Housing in Italy: Renting vs. Buying

Houses cluster on a narrow peninsula that rises up on steep rocky cliffs above the ocean.
Aerial view of Vernazza, Cinque Terre. Photo © Tim Wege/123rf.

Renting or buying a house is the essence of living abroad; it’s what separates you from the tourist. The experience of owning a home in the Italian countryside has become almost legendary, as have the headaches that go along with it. While renting an apartment is less of a responsibility, it also presents its pitfalls.

The same can be said about owning or renting property anywhere, but Italian real estate poses unique benefits and challenges. Italy has a historical claim to some of the most admired architecture in the world. This may be the reason you decided to live here. You wanted to carry your groceries from the open-air market past Baroque palaces and medieval frescoes, and step into your Liberty-style apartment building with a wrought-iron elevator shaft and bicycles parked in the courtyard. Or you wanted to hide away in a tile-roofed villa with terra-cotta floors surrounded by vineyards, where you can lean out your window to smell basil in the garden and hear the chatter of grandmothers.

These simple pleasures of domestic living in Italy make all the complications worthwhile. By complications, I don’t mean the handheld shower heads and the three-kilowatt electrical outlets. These are local idiosyncrasies that most people would say lend a characteristic touch to European living. If you were addicted to the consumer comforts of North America, such as crushed-ice dispensers and garbage disposals, you probably wouldn’t have chosen to live in Italy in the first place.

Complications, rather, are the difficulties and bureaucratic underpinnings of buying and keeping up real estate here, the archaic methods of paying the bills, and the often frustrating attitude of repair people. The good news is that these drawbacks are slowly improving.

Renting vs. Buying

Whether you should rent or buy in Italy depends, naturally, on your future plans, and especially on the housing market. Trends in Italian real estate prices have more or less mirrored those in the United States: skyrocketing in Italy in the 1990s, but crashing closer to Earth in recent years with the global crisis.
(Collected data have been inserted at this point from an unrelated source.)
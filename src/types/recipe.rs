//! Generated recipe model, matching the JSON contract the recipe prompt
//! pins.

use serde::{Deserialize, Serialize};

/// A required ingredient with its amount.
#[derive(Debug, Clone, Serialize, Deserialize)]
pub struct Ingredient {
    pub name: String,
    #[serde(default)]
    pub amount: String,
    #[serde(default = "default_true")]
    pub required: bool,
}

/// A nice-to-have ingredient: improves the dish but the recipe works
/// without it.
#[derive(Debug, Clone, Serialize, Deserialize)]
pub struct OptionalIngredient {
    pub name: String,
    #[serde(default)]
    pub amount: String,
    #[serde(default)]
    pub purpose: String,
    #[serde(default)]
    pub required: bool,
}

/// A generated recipe.
///
/// `title`, `ingredients_list` and `steps` are guaranteed by the normalizer;
/// everything else defaults when the model omits it.
#[derive(Debug, Clone, Serialize, Deserialize)]
#[serde(rename_all = "camelCase")]
pub struct Recipe {
    pub title: String,
    #[serde(default)]
    pub description: String,
    #[serde(default)]
    pub difficulty: String,
    #[serde(default)]
    pub prep_time: String,
    #[serde(default)]
    pub cook_time: String,
    #[serde(default)]
    pub total_time: String,
    #[serde(default)]
    pub servings: String,
    pub ingredients_list: Vec<Ingredient>,
    #[serde(default)]
    pub optional_ingredients: Vec<OptionalIngredient>,
    pub steps: Vec<String>,
    #[serde(default)]
    pub tips: String,
    #[serde(default)]
    pub equipment: String,
}

fn default_true() -> bool {
    true
}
It is a good time to buy.

As a rule, Italians will always buy before they rent, no matter what. The nation has one of the highest homeownership rates in Europe. Italians are relatively new to investing in securities, anyway, and the near collapse of financial markets provided them with a frightful reminder of the inherent risks there.
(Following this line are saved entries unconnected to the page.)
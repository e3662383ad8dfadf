//! Process-lifetime generation configuration.
//!
//! Immutable after construction: the engine and backend borrow it, nothing
//! mutates it. One instance is shared by every concurrent request.

use crate::{Error, Result};
use keyring::Entry;
use std::env;

/// Default Gemini API base (v1 REST surface).
pub const DEFAULT_BASE_URL: &str = "https://generativelanguage.googleapis.com/v1";

/// Ordered model preference list, best first. An externally configured
/// identifier (env or builder) is prepended, never substituted.
pub const DEFAULT_PREFERRED_MODELS: [&str; 5] = [
    "gemini-2.5-flash",
    "gemini-2.0-flash",
    "gemini-1.5-flash-8b",
    "gemini-1.5-flash",
    "gemini-1.5-pro",
];

/// Configuration for the generation core.
#[derive(Debug, Clone)]
pub struct GenerationConfig {
    base_url: String,
    api_key: String,
    preferred: Vec<String>,
}

impl GenerationConfig {
    /// Build a config with an explicit API key and the default preference
    /// list.
    pub fn new(api_key: impl Into<String>) -> Self {
        Self {
            base_url: DEFAULT_BASE_URL.to_string(),
            api_key: api_key.into(),
            preferred: DEFAULT_PREFERRED_MODELS
                .iter()
                .map(|m| m.to_string())
                .collect(),
        }
    }

    /// Build a config from the process environment.
    ///
    /// The credential is looked up in the OS keyring first
    /// (`recipeforge`/`gemini`), then the `GEMINI_API_KEY` variable. A
    /// `GEMINI_MODEL` variable, when set and non-empty, is prepended to the
    /// preference list.
    pub fn from_env() -> Result<Self> {
        let api_key = Self::lookup_api_key().ok_or_else(|| Error::Validation {
            message: "no API key: set GEMINI_API_KEY or store one in the keyring".to_string(),
        })?;

        let mut config = Self::new(api_key);
        if let Ok(model) = env::var("GEMINI_MODEL") {
            if !model.is_empty() {
                config = config.with_preferred_model(model);
            }
        }
        Ok(config)
    }

    fn lookup_api_key() -> Option<String> {
        if let Ok(entry) = Entry::new("recipeforge", "gemini") {
            if let Ok(key) = entry.get_password() {
                return Some(key);
            }
        }
        env::var("GEMINI_API_KEY").ok()
    }

    /// Prepend one model identifier to the preference list. The default
    /// order stays intact behind it.
    pub fn with_preferred_model(mut self, model: impl Into<String>) -> Self {
        self.preferred.insert(0, model.into());
        self
    }

    /// Override the provider base URL (tests, proxies).
    pub fn with_base_url(mut self, base_url: impl Into<String>) -> Self {
        self.base_url = base_url.into();
        self
    }

    pub fn base_url(&self) -> &str {
        &self.base_url
    }

    pub fn api_key(&self) -> &str {
        &self.api_key
    }

    /// The ordered preference list, best first.
    pub fn preferred_models(&self) -> &[String] {
        &self.preferred
    }
}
Add in a national obsession with conservative investing and scraping savings, and you will understand why young Italians live with their families until they are well into their 30s, even 40s. At that point they are either married or simply tired of mom and dad’s nagging and have enough money to buy some privacy. It may sound funny to an North American who moved out at age 18, but skipping the rental stage is a wise financial move for those with enough patience and humility to live at home as a grown adult.
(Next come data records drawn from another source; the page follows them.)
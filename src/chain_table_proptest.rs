#![cfg(test)]

// Property tests for ChainTable kept inside the crate so they can walk the
// chains directly through `check_invariants`.

use crate::chain_table::ChainTable;
use crate::hash::{bucket_index, djb2};
use proptest::prelude::*;
use std::collections::HashMap;

// Pool-indexed operations to improve shrinking: indices shrink to earlier keys,
// pool length shrinks, and op lists shrink in length.
#[derive(Clone, Debug)]
enum OpI {
    Insert(usize, i32),
    Remove(usize),
    Get(usize),
    Absent(String),
}

fn arb_scenario() -> impl Strategy<Value = (Vec<String>, Vec<OpI>)> {
    // Short keys over a tiny alphabet collide often at small capacities.
    proptest::collection::vec("[a-d]{0,4}", 1..=48).prop_flat_map(|pool| {
        let idxs: Vec<usize> = (0..pool.len()).collect();
        let idx = proptest::sample::select(idxs);
        let op = prop_oneof![
            4 => (idx.clone(), any::<i32>()).prop_map(|(i, v)| OpI::Insert(i, v)),
            2 => idx.clone().prop_map(OpI::Remove),
            2 => idx.clone().prop_map(OpI::Get),
            1 => "[e-z]{1,3}".prop_map(OpI::Absent),
        ];
        proptest::collection::vec(op, 1..200).prop_map(move |ops| (pool.clone(), ops))
    })
}

// Property: State-machine equivalence against std::collections::HashMap.
// Invariants exercised across random operation sequences:
// - Insert of a present key returns the previous value and keeps `len`.
// - `remove` returns exactly the model's value; absent keys are a no-op.
// - Capacity is a power of two, never shrinks, and only ever doubles.
// - After every op each entry sits in `djb2(key) % capacity`, chains are
//   acyclic, every entry is reachable, and no key appears twice.
proptest! {
    #![proptest_config(ProptestConfig { cases: 64, .. ProptestConfig::default() })]
    #[test]
    fn prop_state_machine((pool, ops) in arb_scenario()) {
        let mut sut: ChainTable<i32> = ChainTable::new();
        let mut model: HashMap<String, i32> = HashMap::new();

        for op in ops {
            let cap_before = sut.capacity();
            match op {
                OpI::Insert(i, v) => {
                    let k = &pool[i];
                    let prev = sut.insert(k, v).expect("small inserts do not fail");
                    prop_assert_eq!(prev, model.insert(k.clone(), v));
                }
                OpI::Remove(i) => {
                    let k = &pool[i];
                    let got = sut.remove(k);
                    let want = model.remove(k);
                    prop_assert_eq!(got.map(|(kk, vv)| (kk.into_string(), vv)), want.map(|v| (k.clone(), v)));
                }
                OpI::Get(i) => {
                    let k = &pool[i];
                    prop_assert_eq!(sut.get(k), model.get(k));
                }
                OpI::Absent(s) => {
                    prop_assert!(sut.get(&s).is_none());
                    prop_assert!(sut.remove(&s).is_none());
                }
            }

            let cap = sut.capacity();
            prop_assert!(cap == cap_before || cap == cap_before * 2);
            prop_assert_eq!(sut.len(), model.len());
            sut.check_invariants();
        }

        for (k, v) in &model {
            prop_assert_eq!(sut.get(k), Some(v));
            prop_assert_eq!(sut.bucket_of(k), bucket_index(djb2(k.as_bytes()), sut.capacity()));
        }
    }
}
Obviously, buying is almost always the smarter choice for foreigners as well, but there are a number of risks in Italy that can really burn you: buying in the wrong area, ignoring serious structural damage or shortcomings, or, worst of all, overlooking a legal morass. The advice that most property experts give is to rent first in an area where you think you might like to buy. If you feel the pressure to buy right off the bat, you should first get to know the neighborhood and the houses themselves by talking to the locals.